I shook my head, but Pansy, undaunted, merely wished that “love vines” grew on May day. “I reckon,” she remarked, “that everybody knows about love vines. They’re the purtiest things, all golden-yaller, and jist a-curlin’ up and a-growin’ around without roots on weeds and things, and if you pull off a passel of ‘em and make a wish and throw ‘em over your left shoulder with your eyes shut – if it grows, your feller loves you. Shore sign. But mommy says it would grow anyhow. It always does, she says.”

I nodded approval, remembering the habits of this dainty air plant that grows no matter which shoulder it is thrown over and even if your eyes are wide open.

“But there’s the Sweet Williams,” said Pansy, hopefully. “If your feller’s name happens to be Bill and you was to plant Sweet Williams, and they was to grow – well, they say it’s a right smart of a sign that” Pansy stopped, blushing.

“So his name is Bill,” I remarked.

“Who told you?” But, without waiting for me to reply: “Mommy says that Sweet Williams is the easiest things growed they is, and so” – Pansy sighed and smiled ruefully. “Ain’t it a plumb sight about a person’s future bein’ all locked up frum ‘em and handed out to ‘em frum day to day, jist a little snack at a time, when we’re plumb starvin’ fer a full meal? But mommy says”-

And Pansy repeated the wisdom words of “mommy” – “mommy,” who explained in the same old way we all explain the unexplainable.
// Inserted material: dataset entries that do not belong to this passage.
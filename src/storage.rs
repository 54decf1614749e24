//! Flat key-value storage for the theme flag and the channel list
//!
//! Values are plain strings; callers own their encoding. The file store keeps
//! every key in one JSON object and rewrites it on each mutation (last write
//! wins).

use std::collections::BTreeMap;
use std::fs;
use std::path::{Path, PathBuf};

use crate::error::StorageError;

pub const THEME_KEY: &str = "theme";
pub const CHANNELS_KEY: &str = "iptvChannels";

pub trait KeyValueStore {
    fn get(&self, key: &str) -> Option<String>;
    fn set(&mut self, key: &str, value: String) -> Result<(), StorageError>;
    fn remove(&mut self, key: &str) -> Result<(), StorageError>;
}

/// JSON-file backed store in the platform config directory.
pub struct FileStore {
    path: PathBuf,
    entries: BTreeMap<String, String>,
}

impl FileStore {
    pub fn default_path() -> PathBuf {
        let mut path = dirs::config_dir().unwrap_or_else(|| PathBuf::from("."));
        path.push("player13");
        path.push("storage.json");
        path
    }

    pub fn open_default() -> Result<Self, StorageError> {
        Self::open(Self::default_path())
    }

    /// Open the store at `path`. A missing file is an empty store; an
    /// unreadable one is moved aside to `<name>.corrupt` and replaced.
    pub fn open(path: impl Into<PathBuf>) -> Result<Self, StorageError> {
        let path = path.into();
        if let Some(parent) = path.parent() {
            fs::create_dir_all(parent)?;
        }

        let entries = if path.exists() {
            let content = fs::read_to_string(&path)?;
            match serde_json::from_str::<BTreeMap<String, String>>(&content) {
                Ok(entries) => entries,
                Err(e) => {
                    let backup = corrupt_path(&path);
                    log::warn!(
                        "Storage file {} is malformed ({}), moving it to {}",
                        path.display(),
                        e,
                        backup.display()
                    );
                    fs::rename(&path, &backup)?;
                    BTreeMap::new()
                }
            }
        } else {
            BTreeMap::new()
        };

        log::debug!("Opened storage {} with {} keys", path.display(), entries.len());
        Ok(Self { path, entries })
    }

    pub fn path(&self) -> &Path {
        &self.path
    }

    fn flush(&self) -> Result<(), StorageError> {
        let content = serde_json::to_string_pretty(&self.entries)?;
        fs::write(&self.path, content)?;
        Ok(())
    }
}

fn corrupt_path(path: &Path) -> PathBuf {
    let mut name = path.file_name().map(|n| n.to_os_string()).unwrap_or_default();
    name.push(".corrupt");
    path.with_file_name(name)
}

impl KeyValueStore for FileStore {
    fn get(&self, key: &str) -> Option<String> {
        self.entries.get(key).cloned()
    }

    fn set(&mut self, key: &str, value: String) -> Result<(), StorageError> {
        self.entries.insert(key.to_string(), value);
        self.flush()
    }

    fn remove(&mut self, key: &str) -> Result<(), StorageError> {
        if self.entries.remove(key).is_some() {
            self.flush()?;
        }
        Ok(())
    }
}

/// Volatile store for tests and for running without a writable config dir.
#[derive(Debug, Default, Clone)]
pub struct MemoryStore {
    entries: BTreeMap<String, String>,
}

impl MemoryStore {
    pub fn new() -> Self {
        Self::default()
    }

    pub fn with(key: &str, value: &str) -> Self {
        let mut store = Self::new();
        store.entries.insert(key.to_string(), value.to_string());
        store
    }
}

impl KeyValueStore for MemoryStore {
    fn get(&self, key: &str) -> Option<String> {
        self.entries.get(key).cloned()
    }

    fn set(&mut self, key: &str, value: String) -> Result<(), StorageError> {
        self.entries.insert(key.to_string(), value);
        Ok(())
    }

    fn remove(&mut self, key: &str) -> Result<(), StorageError> {
        self.entries.remove(key);
        Ok(())
    }
}

#[cfg(test)]
mod tests {
    use super::*;

    #[test]
    fn test_file_store_round_trips_across_reopen() {
        let dir = tempfile::tempdir().unwrap();
        let path = dir.path().join("storage.json");

        let mut store = FileStore::open(&path).unwrap();
        assert!(store.get(THEME_KEY).is_none());
        store.set(THEME_KEY, "dark".to_string()).unwrap();

        let reopened = FileStore::open(&path).unwrap();
        assert_eq!(reopened.get(THEME_KEY).as_deref(), Some("dark"));
    }

    #[test]
    fn test_malformed_file_is_moved_aside() {
        let dir = tempfile::tempdir().unwrap();
        let path = dir.path().join("storage.json");
        fs::write(&path, "{ not json").unwrap();

        let store = FileStore::open(&path).unwrap();
        assert!(store.get(CHANNELS_KEY).is_none());

        let backup = dir.path().join("storage.json.corrupt");
        assert_eq!(fs::read_to_string(backup).unwrap(), "{ not json");
    }

    #[test]
    fn test_remove_deletes_key() {
        let dir = tempfile::tempdir().unwrap();
        let path = dir.path().join("nested").join("storage.json");

        let mut store = FileStore::open(&path).unwrap();
        store.set("a", "1".to_string()).unwrap();
        store.remove("a").unwrap();

        let reopened = FileStore::open(&path).unwrap();
        assert!(reopened.get("a").is_none());
    }
}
“And so,” concluded Pansy, “I’ve just about decided that I’ll wait to see what happens. I cain’t count apple seeds ever’ day of my life, can I? I shore cain’t. And I cain’t always be a-botherin’ around about four leaf clovers er love vines ner not even Sweet Williams. Shore cain’t. ‘Sides what if his name ain’t always Bill. I’m jist a-goin’ to wait, no difference what people says about it. That’s what. And I don’t aim to make myself miser-ble while I’m a-waitin’, nuther,” she added, sagely. “But,” wistfully, proving that sages, after all, are human, “long about August, when the love vines is a-growin’ – well, you don’t reckon it would do no harm to” –

“No,” I told her, “I don’t reckon it would. Not a bit.”

“La Belle,” I said, accusingly, when, at noontime, I sat dinnerless on a log by the road while she took a half-hour off for lunch, “I should think, La Belle, that your conscience woudl hurt till your teeth were on edge. But you’re as happy over that grass as though you had spent this whole forenoon in duty well done. What do you mean by forgetting your job? Not a word have you said about suffrage for a good half-day – and tomorrow is Thursday; the next day is Friday, and the next one Saturday. A whole week gone and nothing done. What is your object, traveling about over these hills? Just for the fun of the thing? Huh? Or is it for your health? How do you know that Harve wants Etta to vote, or that Pansy believes in women suffrage? You didn’t ask them. You didn’t. And I want to know why.

La Belle looked at me with eyes that saw nothing but the green, green grass that furnished her a fresh, juicy lunch.

The trees about us were full of melody, with splotches of red  and blue and gold, as individual songsters gave tantalizing glimpses of themselves.

The morning dew was still sparkling whenever a chance ray of spring sunshine flashed into the shadier, more protected places.

A delicious cool-warm breeze, as balmy as only the breeze of spring can ever hope to be, fanned the face of the world with the caressing indulgence given only to the very young.

There! That was my answer. The spirit of a young world was in the air. And youth is forgetful. It was May day.